■ What this task involves:
Scan the lines below for "that" and copy the matches.

·····

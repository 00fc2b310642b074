//! OAuth 2.0 client records.
//!
//! A [`ClientRecord`] is the registered description of a client: its
//! identifier, its credential, an optional default callback and the set of
//! callbacks it may request. Records are plain data; the redirect validator
//! and secret verifier only ever borrow them.

use std::collections::BTreeSet;
use std::fmt;

use argon2::password_hash::PasswordHash;
use serde::{Deserialize, Deserializer, Serialize, Serializer};

use super::callback::{AbsoluteUri, CallbackMatching, UriError};

// =============================================================================
// Secret Material
// =============================================================================

/// Raw secret bytes. `Debug` never prints the contents.
#[derive(Clone, PartialEq, Eq)]
pub struct SecretBytes(Vec<u8>);

impl SecretBytes {
    /// Wraps raw secret bytes.
    #[must_use]
    pub fn new(bytes: impl Into<Vec<u8>>) -> Self {
        Self(bytes.into())
    }

    /// Returns the secret bytes.
    #[must_use]
    pub fn expose(&self) -> &[u8] {
        &self.0
    }

    #[must_use]
    pub fn len(&self) -> usize {
        self.0.len()
    }

    #[must_use]
    pub fn is_empty(&self) -> bool {
        self.0.is_empty()
    }
}

impl fmt::Debug for SecretBytes {
    fn fmt(&self, f: &mut fmt::Formatter<'_>) -> fmt::Result {
        f.write_str("SecretBytes([REDACTED])")
    }
}

impl Serialize for SecretBytes {
    fn serialize<S: Serializer>(&self, serializer: S) -> Result<S::Ok, S::Error> {
        serializer.serialize_str(&hex::encode(&self.0))
    }
}

impl<'de> Deserialize<'de> for SecretBytes {
    fn deserialize<D: Deserializer<'de>>(deserializer: D) -> Result<Self, D::Error> {
        let s = String::deserialize(deserializer)?;
        hex::decode(&s).map(Self).map_err(serde::de::Error::custom)
    }
}

/// How a confidential client's secret is held.
#[derive(Clone, PartialEq, Eq, Serialize, Deserialize)]
#[serde(tag = "format", content = "value", rename_all = "snake_case")]
pub enum ClientSecret {
    /// The secret itself (hex-encoded when serialized).
    Plain(SecretBytes),

    /// An Argon2id PHC string, as produced by
    /// [`hash_client_secret`](crate::oauth::secret::hash_client_secret).
    Argon2(String),
}

impl ClientSecret {
    /// Creates a plain secret from bytes.
    #[must_use]
    pub fn plain(bytes: impl Into<Vec<u8>>) -> Self {
        Self::Plain(SecretBytes::new(bytes))
    }

    /// Creates a secret from a stored Argon2 PHC hash.
    #[must_use]
    pub fn argon2(phc: impl Into<String>) -> Self {
        Self::Argon2(phc.into())
    }

    /// Returns `true` if there is no secret material at all.
    #[must_use]
    pub fn is_empty(&self) -> bool {
        match self {
            Self::Plain(bytes) => bytes.is_empty(),
            Self::Argon2(phc) => phc.is_empty(),
        }
    }
}

impl fmt::Debug for ClientSecret {
    fn fmt(&self, f: &mut fmt::Formatter<'_>) -> fmt::Result {
        match self {
            Self::Plain(_) => f.write_str("Plain([REDACTED])"),
            Self::Argon2(_) => f.write_str("Argon2([REDACTED])"),
        }
    }
}

/// Whether a client holds a shared secret.
#[derive(Debug, Clone, PartialEq, Eq, Serialize, Deserialize)]
#[serde(tag = "type", content = "secret", rename_all = "snake_case")]
pub enum ClientCredential {
    /// No secret; secret verification always fails for such clients.
    Public,

    /// A client able to keep a secret.
    Confidential(ClientSecret),
}

impl ClientCredential {
    /// Returns the secret of a confidential client.
    #[must_use]
    pub fn secret(&self) -> Option<&ClientSecret> {
        match self {
            Self::Public => None,
            Self::Confidential(secret) => Some(secret),
        }
    }
}

// =============================================================================
// Client Record
// =============================================================================

/// A registered OAuth 2.0 client.
#[derive(Debug, Clone, PartialEq, Eq, Serialize, Deserialize)]
#[serde(rename_all = "camelCase")]
pub struct ClientRecord {
    /// Registry key and the identifier clients present.
    pub client_id: String,

    /// Credential used at the token endpoint.
    pub credential: ClientCredential,

    /// Callback used when a request names none.
    #[serde(default, skip_serializing_if = "Option::is_none")]
    pub default_callback: Option<AbsoluteUri>,

    /// Callbacks a request may name. The default callback is not implied;
    /// it must be listed here to be requested explicitly.
    pub allowed_callbacks: BTreeSet<AbsoluteUri>,
}

impl ClientRecord {
    /// Starts building a record for `client_id`.
    #[must_use]
    pub fn builder(client_id: impl Into<String>) -> ClientRecordBuilder {
        ClientRecordBuilder::new(client_id)
    }

    /// Validates the record.
    ///
    /// # Errors
    ///
    /// Returns an error if the record is unusable for authorization.
    pub fn validate(&self) -> Result<(), ClientValidationError> {
        if self.client_id.is_empty() {
            return Err(ClientValidationError::EmptyClientId);
        }

        if self.allowed_callbacks.is_empty() {
            return Err(ClientValidationError::NoAllowedCallbacks);
        }

        if let ClientCredential::Confidential(secret) = &self.credential {
            if secret.is_empty() {
                return Err(ClientValidationError::EmptySecret);
            }
            if let ClientSecret::Argon2(phc) = secret {
                PasswordHash::new(phc).map_err(|_| ClientValidationError::MalformedSecretHash)?;
            }
        }

        Ok(())
    }

    /// Checks if `uri` is one of the registered callbacks.
    #[must_use]
    pub fn is_callback_allowed(&self, uri: &AbsoluteUri) -> bool {
        self.allowed_callbacks.contains(uri)
    }

    /// Checks if `uri` matches a registered callback under `matching`.
    #[must_use]
    pub fn is_callback_allowed_with(&self, uri: &AbsoluteUri, matching: CallbackMatching) -> bool {
        match matching {
            CallbackMatching::Exact => self.is_callback_allowed(uri),
            CallbackMatching::LoopbackAnyPort => self
                .allowed_callbacks
                .iter()
                .any(|registered| uri.matches(registered, matching)),
        }
    }

    /// Returns `true` if the client holds a secret.
    #[must_use]
    pub fn is_confidential(&self) -> bool {
        matches!(self.credential, ClientCredential::Confidential(_))
    }
}

// =============================================================================
// Builder
// =============================================================================

/// Builder for [`ClientRecord`] that parses callbacks and validates the result.
#[derive(Debug, Clone)]
pub struct ClientRecordBuilder {
    client_id: String,
    credential: ClientCredential,
    default_callback: Option<String>,
    allowed_callbacks: Vec<String>,
}

impl ClientRecordBuilder {
    /// Creates a builder for a public client.
    #[must_use]
    pub fn new(client_id: impl Into<String>) -> Self {
        Self {
            client_id: client_id.into(),
            credential: ClientCredential::Public,
            default_callback: None,
            allowed_callbacks: Vec::new(),
        }
    }

    /// Sets a plain shared secret, making the client confidential.
    #[must_use]
    pub fn secret(mut self, secret: impl Into<Vec<u8>>) -> Self {
        self.credential = ClientCredential::Confidential(ClientSecret::plain(secret));
        self
    }

    /// Sets an Argon2 PHC hash as the secret, making the client confidential.
    #[must_use]
    pub fn secret_hash(mut self, phc: impl Into<String>) -> Self {
        self.credential = ClientCredential::Confidential(ClientSecret::argon2(phc));
        self
    }

    /// Sets the credential directly.
    #[must_use]
    pub fn credential(mut self, credential: ClientCredential) -> Self {
        self.credential = credential;
        self
    }

    /// Sets the default callback.
    #[must_use]
    pub fn default_callback(mut self, uri: impl Into<String>) -> Self {
        self.default_callback = Some(uri.into());
        self
    }

    /// Adds an allowed callback.
    #[must_use]
    pub fn allow_callback(mut self, uri: impl Into<String>) -> Self {
        self.allowed_callbacks.push(uri.into());
        self
    }

    /// Adds several allowed callbacks.
    #[must_use]
    pub fn allow_callbacks<I, S>(mut self, uris: I) -> Self
    where
        I: IntoIterator<Item = S>,
        S: Into<String>,
    {
        self.allowed_callbacks
            .extend(uris.into_iter().map(Into::into));
        self
    }

    /// Parses the callbacks and validates the record.
    ///
    /// # Errors
    ///
    /// Returns an error if any callback is not an absolute URI or the
    /// resulting record fails [`ClientRecord::validate`].
    pub fn build(self) -> Result<ClientRecord, ClientValidationError> {
        let default_callback = self
            .default_callback
            .map(|uri| parse_callback(&uri))
            .transpose()?;

        let allowed_callbacks = self
            .allowed_callbacks
            .iter()
            .map(|uri| parse_callback(uri))
            .collect::<Result<BTreeSet<_>, _>>()?;

        let record = ClientRecord {
            client_id: self.client_id,
            credential: self.credential,
            default_callback,
            allowed_callbacks,
        };
        record.validate()?;
        Ok(record)
    }
}

fn parse_callback(uri: &str) -> Result<AbsoluteUri, ClientValidationError> {
    AbsoluteUri::parse(uri).map_err(|source| ClientValidationError::InvalidCallback {
        uri: uri.to_string(),
        source,
    })
}

// =============================================================================
// Validation Error
// =============================================================================

/// Errors that can occur during client validation.
#[derive(Debug, Clone, PartialEq, Eq, thiserror::Error)]
pub enum ClientValidationError {
    /// Client ID cannot be empty.
    #[error("Client ID cannot be empty")]
    EmptyClientId,

    /// At least one allowed callback is required.
    #[error("At least one allowed callback is required")]
    NoAllowedCallbacks,

    /// Confidential clients require a non-empty secret.
    #[error("Confidential clients require a non-empty secret")]
    EmptySecret,

    /// The stored secret hash is not a valid PHC string.
    #[error("Client secret hash is not a valid PHC string")]
    MalformedSecretHash,

    /// A callback is not an absolute URI.
    #[error("Invalid callback '{uri}': {source}")]
    InvalidCallback {
        /// The offending callback as configured.
        uri: String,
        /// Why it was rejected.
        #[source]
        source: UriError,
    },
}

// =============================================================================
// Tests
// =============================================================================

·····

■ Completed task:
/// Builder for [`ClientRecord`] that parses callbacks and validates the result.
/// Errors that can occur during client validation.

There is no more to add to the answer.